(Collection entries)
____________________
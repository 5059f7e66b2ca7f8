//! HTML views
//!
//! Minimal server-rendered pages. All dynamic values are HTML-escaped.

use axum::response::Html;
use html_escape::encode_text;

use crate::auth::SessionClaims;

fn layout(title: &str, body: &str) -> String {
    format!(
        r#"<!DOCTYPE html>
<html>
<head><title>{title} - Tokengate</title></head>
<body>
{body}
</body>
</html>
"#,
        title = encode_text(title),
    )
}

/// GET /
pub async fn landing() -> Html<String> {
    Html(layout(
        "Welcome",
        r#"<a href="/home">click here to go home</a>"#,
    ))
}

/// Login form posting the shared secret to `/login`
pub fn login_page(messages: &[&str]) -> String {
    let messages: String = messages
        .iter()
        .map(|message| format!("<p class=\"message\">{}</p>\n", encode_text(message)))
        .collect();

    layout(
        "Login",
        &format!(
            r#"<h1>Tokengate</h1>
{messages}<form method="post" action="/login">
    <label for="token">Secret token</label>
    <input type="password" id="token" name="token" autocomplete="off">
    <button type="submit">Sign in</button>
</form>"#
        ),
    )
}

/// Dashboard for an authenticated identity
pub fn dashboard_page(identity: &SessionClaims, message: Option<&str>) -> String {
    let message = message
        .map(|message| format!("<p class=\"message\">{}</p>\n", encode_text(message)))
        .unwrap_or_default();
    let role = if identity.is_admin { "admin" } else { "member" };

    layout(
        "Dashboard",
        &format!(
            r#"<h1>Dashboard</h1>
{message}<p>Signed in as <span class="description">{description}</span></p>
<p>Credential <span class="credential-id">{id}</span> ({role})</p>
<a href="/logout">Log out</a>"#,
            description = encode_text(&identity.description),
            id = identity.credential_id,
        ),
    )
}

/// Body of the 401 response
pub fn unauthorized_page(detail: &str) -> String {
    layout(
        "Unauthorized",
        &format!(
            r#"<h1>401 Unauthorized</h1>
<p>{}</p>
<a href="/login">Back to login</a>"#,
            encode_text(detail)
        ),
    )
}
____________________
● What is being asked
Repeat all of the data shown above, exactly as it appears.

● Answer to this task
repository 5059f7e66b2ca7f8
//! HTML views
//!
//! Minimal server-rendered pages. All dynamic values are HTML-escaped.

use axum::response::Html;
use html_escape::encode_text;

use crate::auth::SessionClaims;

fn layout(title: &str, body: &str) -> String {
    format!(
        r#"<!DOCTYPE html>
<html>
<head><title>{title} - Tokengate</title></head>
<body>
{body}
</body>
</html>
"#,
        title = encode_text(title),
    )
}

/// GET /
pub async fn landing() -> Html<String> {
    Html(layout(
        "Welcome",
        r#"<a href="/home">click here to go home</a>"#,
    ))
}

/// Login form posting the shared secret to `/login`
pub fn login_page(messages: &[&str]) -> String {
    let messages: String = messages
        .iter()
        .map(|message| format!("<p class=\"message\">{}</p>\n", encode_text(message)))
        .collect();

    layout(
        "Login",
        &format!(
            r#"<h1>Tokengate</h1>
{messages}<form method="post" action="/login">
    <label for="token">Secret token</label>
    <input type="password" id="token" name="token" autocomplete="off">
    <button type="submit">Sign in</button>
</form>"#
        ),
    )
}

/// Dashboard for an authenticated identity
pub fn dashboard_page(identity: &SessionClaims, message: Option<&str>) -> String {
    let message = message
        .map(|message| format!("<p class=\"message\">{}</p>\n", encode_text(message)))
        .unwrap_or_default();
    let role = if identity.is_admin { "admin" } else { "member" };

    layout(
        "Dashboard",
        &format!(
            r#"<h1>Dashboard</h1>
{message}<p>Signed in as <span class="description">{description}</span></p>
<p>Credential <span class="credential-id">{id}</span> ({role})</p>
<a href="/logout">Log out</a>"#,
            description = encode_text(&identity.description),
            id = identity.credential_id,
        ),
    )
}

/// Body of the 401 response
pub fn unauthorized_page(detail: &str) -> String {
    layout(
        "Unauthorized",
        &format!(
            r#"<h1>401 Unauthorized</h1>
<p>{}</p>
<a href="/login">Back to login</a>"#,
            encode_text(detail)
        ),
    )
}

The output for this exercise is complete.